** Opening Information block **

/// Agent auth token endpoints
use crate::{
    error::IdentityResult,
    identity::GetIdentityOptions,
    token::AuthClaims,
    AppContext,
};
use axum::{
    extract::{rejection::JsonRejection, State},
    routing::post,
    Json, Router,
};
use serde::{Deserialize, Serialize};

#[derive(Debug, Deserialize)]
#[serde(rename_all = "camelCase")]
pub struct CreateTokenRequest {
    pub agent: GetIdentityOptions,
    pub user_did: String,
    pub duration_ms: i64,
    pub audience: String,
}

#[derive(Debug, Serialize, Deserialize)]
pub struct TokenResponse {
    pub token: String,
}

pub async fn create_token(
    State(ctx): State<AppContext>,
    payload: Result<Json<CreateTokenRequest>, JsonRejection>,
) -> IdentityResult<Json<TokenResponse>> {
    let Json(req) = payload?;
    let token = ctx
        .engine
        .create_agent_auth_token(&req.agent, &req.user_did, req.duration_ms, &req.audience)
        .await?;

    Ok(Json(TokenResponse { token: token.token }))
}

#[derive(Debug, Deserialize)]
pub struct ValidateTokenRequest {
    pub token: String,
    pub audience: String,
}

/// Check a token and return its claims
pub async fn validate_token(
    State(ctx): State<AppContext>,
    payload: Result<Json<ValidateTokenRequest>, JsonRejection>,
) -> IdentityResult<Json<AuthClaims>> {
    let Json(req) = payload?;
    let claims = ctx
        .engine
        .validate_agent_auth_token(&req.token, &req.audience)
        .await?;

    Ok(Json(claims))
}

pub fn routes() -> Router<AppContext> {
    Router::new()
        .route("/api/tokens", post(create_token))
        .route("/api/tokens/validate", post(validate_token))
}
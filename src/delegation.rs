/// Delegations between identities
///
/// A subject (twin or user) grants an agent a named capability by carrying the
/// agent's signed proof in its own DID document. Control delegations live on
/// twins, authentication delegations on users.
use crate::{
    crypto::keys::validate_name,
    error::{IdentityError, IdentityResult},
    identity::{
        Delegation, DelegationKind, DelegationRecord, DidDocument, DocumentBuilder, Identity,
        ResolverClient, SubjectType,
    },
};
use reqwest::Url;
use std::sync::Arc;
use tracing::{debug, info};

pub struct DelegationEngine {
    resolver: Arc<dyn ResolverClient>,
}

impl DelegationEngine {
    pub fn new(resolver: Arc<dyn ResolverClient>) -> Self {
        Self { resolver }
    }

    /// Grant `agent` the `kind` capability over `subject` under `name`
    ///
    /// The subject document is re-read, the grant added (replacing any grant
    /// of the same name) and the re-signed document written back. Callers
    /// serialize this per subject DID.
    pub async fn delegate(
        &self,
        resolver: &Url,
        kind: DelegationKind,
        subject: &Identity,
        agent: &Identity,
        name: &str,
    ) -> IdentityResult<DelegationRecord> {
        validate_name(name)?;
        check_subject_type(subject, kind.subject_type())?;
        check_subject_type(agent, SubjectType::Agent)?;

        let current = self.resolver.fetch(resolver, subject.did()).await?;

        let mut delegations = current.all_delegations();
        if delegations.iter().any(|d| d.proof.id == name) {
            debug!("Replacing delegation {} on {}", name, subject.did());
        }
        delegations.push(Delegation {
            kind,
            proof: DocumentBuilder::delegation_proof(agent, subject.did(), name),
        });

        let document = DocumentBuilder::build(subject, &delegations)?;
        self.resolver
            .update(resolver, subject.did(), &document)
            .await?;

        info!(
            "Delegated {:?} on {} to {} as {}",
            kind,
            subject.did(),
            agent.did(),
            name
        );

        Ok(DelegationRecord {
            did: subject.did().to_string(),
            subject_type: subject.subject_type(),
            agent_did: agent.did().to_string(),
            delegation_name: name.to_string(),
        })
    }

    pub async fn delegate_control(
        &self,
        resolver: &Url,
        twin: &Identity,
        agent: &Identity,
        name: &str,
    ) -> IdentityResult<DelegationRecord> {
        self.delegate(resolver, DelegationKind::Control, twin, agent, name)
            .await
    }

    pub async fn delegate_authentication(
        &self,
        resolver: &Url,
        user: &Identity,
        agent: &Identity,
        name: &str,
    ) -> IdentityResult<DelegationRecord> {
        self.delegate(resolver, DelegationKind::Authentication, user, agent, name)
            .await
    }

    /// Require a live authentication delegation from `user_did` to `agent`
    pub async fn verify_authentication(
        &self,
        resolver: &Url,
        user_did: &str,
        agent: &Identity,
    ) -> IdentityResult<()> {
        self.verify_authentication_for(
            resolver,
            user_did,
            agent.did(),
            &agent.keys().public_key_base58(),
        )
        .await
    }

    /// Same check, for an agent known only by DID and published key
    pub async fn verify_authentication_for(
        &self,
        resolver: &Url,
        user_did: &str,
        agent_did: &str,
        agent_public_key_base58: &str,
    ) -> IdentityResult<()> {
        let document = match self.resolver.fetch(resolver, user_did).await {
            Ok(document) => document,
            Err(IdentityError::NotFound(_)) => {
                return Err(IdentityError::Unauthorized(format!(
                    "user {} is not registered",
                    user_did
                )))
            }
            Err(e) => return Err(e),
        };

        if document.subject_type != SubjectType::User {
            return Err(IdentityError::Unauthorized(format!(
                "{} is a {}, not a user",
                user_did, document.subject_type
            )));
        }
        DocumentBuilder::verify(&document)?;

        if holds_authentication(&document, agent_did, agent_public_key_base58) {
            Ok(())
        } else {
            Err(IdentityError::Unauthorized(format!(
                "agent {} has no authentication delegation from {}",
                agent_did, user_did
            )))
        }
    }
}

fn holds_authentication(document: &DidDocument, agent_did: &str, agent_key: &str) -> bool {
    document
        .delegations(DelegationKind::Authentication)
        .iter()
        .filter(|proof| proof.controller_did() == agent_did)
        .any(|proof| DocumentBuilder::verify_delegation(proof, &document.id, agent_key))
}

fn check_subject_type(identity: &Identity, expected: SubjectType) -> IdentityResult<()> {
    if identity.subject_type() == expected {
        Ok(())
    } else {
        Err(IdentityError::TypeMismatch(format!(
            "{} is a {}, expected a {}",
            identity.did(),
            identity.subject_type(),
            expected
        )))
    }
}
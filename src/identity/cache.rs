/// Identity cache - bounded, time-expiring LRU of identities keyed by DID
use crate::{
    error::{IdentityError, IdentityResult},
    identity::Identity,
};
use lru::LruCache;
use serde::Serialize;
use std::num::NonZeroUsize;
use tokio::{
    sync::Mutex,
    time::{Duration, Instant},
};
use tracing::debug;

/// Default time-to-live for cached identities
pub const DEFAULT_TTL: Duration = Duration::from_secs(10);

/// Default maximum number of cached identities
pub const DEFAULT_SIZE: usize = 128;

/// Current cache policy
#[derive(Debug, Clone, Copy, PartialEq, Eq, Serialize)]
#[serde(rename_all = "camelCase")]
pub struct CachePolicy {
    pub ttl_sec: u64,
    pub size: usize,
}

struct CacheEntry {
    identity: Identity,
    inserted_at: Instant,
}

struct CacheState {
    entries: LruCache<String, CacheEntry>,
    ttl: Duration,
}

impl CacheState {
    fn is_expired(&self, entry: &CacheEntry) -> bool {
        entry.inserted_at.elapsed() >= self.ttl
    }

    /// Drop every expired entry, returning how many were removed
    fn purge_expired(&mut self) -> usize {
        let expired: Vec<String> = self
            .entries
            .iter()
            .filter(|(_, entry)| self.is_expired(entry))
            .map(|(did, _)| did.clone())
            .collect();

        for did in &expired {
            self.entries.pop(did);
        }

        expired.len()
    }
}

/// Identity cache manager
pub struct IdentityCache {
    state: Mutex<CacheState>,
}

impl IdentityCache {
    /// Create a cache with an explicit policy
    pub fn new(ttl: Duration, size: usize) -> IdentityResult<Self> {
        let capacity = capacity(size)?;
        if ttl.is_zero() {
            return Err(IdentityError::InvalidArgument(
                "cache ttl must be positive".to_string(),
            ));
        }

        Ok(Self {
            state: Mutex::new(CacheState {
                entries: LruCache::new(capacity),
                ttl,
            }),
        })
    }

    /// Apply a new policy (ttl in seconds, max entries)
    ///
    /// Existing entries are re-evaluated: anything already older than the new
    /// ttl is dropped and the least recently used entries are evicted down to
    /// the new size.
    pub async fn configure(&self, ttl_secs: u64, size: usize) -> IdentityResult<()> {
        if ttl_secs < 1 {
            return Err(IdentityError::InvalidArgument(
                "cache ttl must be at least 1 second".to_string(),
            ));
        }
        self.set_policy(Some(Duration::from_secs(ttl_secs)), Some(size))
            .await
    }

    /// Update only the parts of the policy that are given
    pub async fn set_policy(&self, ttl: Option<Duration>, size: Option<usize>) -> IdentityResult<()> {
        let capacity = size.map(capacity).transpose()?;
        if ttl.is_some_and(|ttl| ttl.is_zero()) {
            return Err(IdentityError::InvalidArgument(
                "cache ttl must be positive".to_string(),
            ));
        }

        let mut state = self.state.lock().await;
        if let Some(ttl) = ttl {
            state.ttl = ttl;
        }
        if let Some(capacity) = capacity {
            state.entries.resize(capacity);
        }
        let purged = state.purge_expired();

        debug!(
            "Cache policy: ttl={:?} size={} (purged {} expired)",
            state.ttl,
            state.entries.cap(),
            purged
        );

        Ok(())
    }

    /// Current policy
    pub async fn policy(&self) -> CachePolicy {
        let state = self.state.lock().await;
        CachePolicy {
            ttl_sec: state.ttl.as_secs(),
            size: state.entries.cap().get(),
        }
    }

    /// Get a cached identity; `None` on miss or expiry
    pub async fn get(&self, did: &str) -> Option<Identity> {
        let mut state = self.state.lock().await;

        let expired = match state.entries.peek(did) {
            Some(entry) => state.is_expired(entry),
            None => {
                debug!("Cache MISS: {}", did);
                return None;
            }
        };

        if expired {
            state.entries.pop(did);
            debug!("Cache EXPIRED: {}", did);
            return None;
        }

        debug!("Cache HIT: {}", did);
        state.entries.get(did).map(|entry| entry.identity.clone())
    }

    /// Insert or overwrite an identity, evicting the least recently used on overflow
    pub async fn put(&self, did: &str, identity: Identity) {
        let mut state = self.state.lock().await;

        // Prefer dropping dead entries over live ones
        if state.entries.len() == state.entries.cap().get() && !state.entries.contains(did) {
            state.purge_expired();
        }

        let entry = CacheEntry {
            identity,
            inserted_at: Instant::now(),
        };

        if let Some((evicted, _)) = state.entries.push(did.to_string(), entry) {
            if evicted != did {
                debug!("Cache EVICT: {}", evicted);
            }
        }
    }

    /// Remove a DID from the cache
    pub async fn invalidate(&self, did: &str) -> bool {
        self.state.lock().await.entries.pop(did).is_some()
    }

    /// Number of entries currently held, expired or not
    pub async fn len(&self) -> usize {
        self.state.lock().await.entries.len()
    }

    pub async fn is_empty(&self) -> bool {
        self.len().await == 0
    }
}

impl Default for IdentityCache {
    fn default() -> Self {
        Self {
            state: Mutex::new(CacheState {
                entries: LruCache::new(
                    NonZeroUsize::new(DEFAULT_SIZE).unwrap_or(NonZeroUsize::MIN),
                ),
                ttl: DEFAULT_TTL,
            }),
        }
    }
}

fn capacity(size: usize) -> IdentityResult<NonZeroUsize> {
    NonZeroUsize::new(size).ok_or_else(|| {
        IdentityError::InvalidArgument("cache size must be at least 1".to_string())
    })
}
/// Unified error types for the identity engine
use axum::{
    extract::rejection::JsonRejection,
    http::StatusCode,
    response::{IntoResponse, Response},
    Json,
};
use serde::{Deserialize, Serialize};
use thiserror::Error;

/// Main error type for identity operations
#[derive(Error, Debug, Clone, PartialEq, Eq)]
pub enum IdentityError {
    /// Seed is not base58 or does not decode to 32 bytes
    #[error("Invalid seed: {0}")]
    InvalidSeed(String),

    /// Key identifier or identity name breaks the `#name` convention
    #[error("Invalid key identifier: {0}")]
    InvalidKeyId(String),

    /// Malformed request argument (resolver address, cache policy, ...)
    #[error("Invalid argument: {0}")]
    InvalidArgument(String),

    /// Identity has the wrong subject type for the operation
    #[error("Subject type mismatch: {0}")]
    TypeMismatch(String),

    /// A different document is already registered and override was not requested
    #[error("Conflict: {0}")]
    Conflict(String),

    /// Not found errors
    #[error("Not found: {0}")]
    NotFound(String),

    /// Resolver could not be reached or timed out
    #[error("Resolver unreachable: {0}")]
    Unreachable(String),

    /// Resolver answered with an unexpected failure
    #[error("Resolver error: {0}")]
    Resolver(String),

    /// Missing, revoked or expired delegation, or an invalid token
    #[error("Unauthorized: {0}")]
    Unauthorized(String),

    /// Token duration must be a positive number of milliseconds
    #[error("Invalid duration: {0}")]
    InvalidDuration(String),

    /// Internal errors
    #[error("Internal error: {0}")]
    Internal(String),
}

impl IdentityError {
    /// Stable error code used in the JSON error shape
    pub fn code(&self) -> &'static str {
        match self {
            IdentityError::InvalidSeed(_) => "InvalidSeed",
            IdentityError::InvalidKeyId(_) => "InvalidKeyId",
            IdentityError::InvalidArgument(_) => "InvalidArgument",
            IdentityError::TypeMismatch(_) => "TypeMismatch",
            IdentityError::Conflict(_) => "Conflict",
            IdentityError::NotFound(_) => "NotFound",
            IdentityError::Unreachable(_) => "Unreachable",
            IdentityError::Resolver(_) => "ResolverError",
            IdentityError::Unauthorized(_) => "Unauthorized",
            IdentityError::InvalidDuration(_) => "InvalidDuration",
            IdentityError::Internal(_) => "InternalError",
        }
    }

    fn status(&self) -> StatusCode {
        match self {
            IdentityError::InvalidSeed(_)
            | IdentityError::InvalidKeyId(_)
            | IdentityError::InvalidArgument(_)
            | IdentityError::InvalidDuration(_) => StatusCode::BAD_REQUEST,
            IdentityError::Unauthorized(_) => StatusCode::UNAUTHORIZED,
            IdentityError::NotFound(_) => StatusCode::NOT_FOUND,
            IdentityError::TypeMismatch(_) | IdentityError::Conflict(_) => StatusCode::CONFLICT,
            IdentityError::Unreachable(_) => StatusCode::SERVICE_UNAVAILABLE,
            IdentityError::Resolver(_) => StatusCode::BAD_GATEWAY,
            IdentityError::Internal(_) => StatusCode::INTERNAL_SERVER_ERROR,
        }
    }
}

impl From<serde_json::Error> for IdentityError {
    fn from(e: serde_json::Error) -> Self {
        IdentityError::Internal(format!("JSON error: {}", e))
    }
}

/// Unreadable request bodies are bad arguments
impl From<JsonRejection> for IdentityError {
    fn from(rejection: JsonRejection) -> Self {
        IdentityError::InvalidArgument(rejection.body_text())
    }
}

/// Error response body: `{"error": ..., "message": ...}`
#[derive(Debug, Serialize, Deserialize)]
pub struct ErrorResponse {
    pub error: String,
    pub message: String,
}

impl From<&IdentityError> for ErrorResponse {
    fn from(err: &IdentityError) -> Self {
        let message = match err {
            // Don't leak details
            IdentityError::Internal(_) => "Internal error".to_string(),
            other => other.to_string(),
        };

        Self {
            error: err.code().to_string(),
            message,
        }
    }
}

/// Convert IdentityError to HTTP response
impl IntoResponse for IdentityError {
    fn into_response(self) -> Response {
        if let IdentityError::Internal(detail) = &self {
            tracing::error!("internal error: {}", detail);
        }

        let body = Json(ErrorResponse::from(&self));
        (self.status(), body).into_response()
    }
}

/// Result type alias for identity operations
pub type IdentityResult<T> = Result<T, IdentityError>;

** Closing Information block **

* **Task item**
For the records above, state how many lines include "Mutex", giving no more than the number.

* **Result**
4